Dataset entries
┌────────

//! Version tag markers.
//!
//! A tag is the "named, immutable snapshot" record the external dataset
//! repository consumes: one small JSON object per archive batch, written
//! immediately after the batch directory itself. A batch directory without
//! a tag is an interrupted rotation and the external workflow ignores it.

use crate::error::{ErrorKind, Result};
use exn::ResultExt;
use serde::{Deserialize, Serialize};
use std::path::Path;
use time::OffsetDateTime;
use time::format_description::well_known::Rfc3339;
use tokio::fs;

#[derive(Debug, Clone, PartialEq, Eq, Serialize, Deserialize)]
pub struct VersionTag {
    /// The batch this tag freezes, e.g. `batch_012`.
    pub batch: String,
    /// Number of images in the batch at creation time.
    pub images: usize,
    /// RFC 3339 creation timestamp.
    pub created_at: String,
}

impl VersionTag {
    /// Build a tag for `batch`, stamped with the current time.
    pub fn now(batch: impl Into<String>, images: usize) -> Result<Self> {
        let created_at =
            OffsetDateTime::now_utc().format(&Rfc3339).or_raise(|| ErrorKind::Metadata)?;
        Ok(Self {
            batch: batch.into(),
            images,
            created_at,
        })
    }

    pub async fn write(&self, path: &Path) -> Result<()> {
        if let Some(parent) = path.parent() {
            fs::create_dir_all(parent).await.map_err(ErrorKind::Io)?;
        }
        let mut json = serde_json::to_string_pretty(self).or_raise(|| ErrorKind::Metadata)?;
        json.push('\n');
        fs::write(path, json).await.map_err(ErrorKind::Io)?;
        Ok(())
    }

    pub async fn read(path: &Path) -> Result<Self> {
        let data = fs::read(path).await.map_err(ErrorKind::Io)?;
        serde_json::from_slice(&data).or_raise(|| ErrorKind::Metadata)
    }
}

└────────
┌────────

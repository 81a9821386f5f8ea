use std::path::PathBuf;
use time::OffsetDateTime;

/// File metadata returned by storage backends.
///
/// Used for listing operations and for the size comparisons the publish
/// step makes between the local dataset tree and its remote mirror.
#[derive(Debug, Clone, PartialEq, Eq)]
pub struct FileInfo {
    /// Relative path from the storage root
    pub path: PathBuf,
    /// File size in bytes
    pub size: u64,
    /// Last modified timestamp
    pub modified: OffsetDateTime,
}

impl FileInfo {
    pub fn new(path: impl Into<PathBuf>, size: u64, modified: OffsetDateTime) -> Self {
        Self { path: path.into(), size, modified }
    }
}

└────────
┌────────

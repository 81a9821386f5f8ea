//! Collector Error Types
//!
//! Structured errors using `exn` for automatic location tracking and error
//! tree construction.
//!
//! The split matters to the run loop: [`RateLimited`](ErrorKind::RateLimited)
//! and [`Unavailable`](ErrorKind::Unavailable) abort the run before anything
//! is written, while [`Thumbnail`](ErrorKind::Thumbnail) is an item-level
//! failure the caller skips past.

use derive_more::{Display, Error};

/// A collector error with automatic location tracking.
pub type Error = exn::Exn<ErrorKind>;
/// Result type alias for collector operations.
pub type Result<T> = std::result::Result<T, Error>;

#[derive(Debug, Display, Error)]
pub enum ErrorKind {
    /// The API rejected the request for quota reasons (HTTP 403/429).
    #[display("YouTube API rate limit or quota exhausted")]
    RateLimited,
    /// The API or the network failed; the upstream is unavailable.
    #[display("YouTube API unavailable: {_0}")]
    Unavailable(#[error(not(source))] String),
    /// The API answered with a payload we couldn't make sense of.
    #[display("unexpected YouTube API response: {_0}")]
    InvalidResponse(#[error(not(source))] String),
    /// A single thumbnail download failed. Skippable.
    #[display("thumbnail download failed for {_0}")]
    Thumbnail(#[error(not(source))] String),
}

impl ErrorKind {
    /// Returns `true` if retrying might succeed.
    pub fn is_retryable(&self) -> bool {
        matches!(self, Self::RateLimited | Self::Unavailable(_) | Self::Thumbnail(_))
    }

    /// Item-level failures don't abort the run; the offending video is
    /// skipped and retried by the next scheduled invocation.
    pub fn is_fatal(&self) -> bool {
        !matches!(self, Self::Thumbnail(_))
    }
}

└────────

=== REQUIRED WORK ===
Each line of the data in which the string "Clone" appears needs to be copied.

=== TASK SOLUTION ===
#[derive(Debug, Clone, PartialEq, Eq, Serialize, Deserialize)]
#[derive(Debug, Clone, PartialEq, Eq)]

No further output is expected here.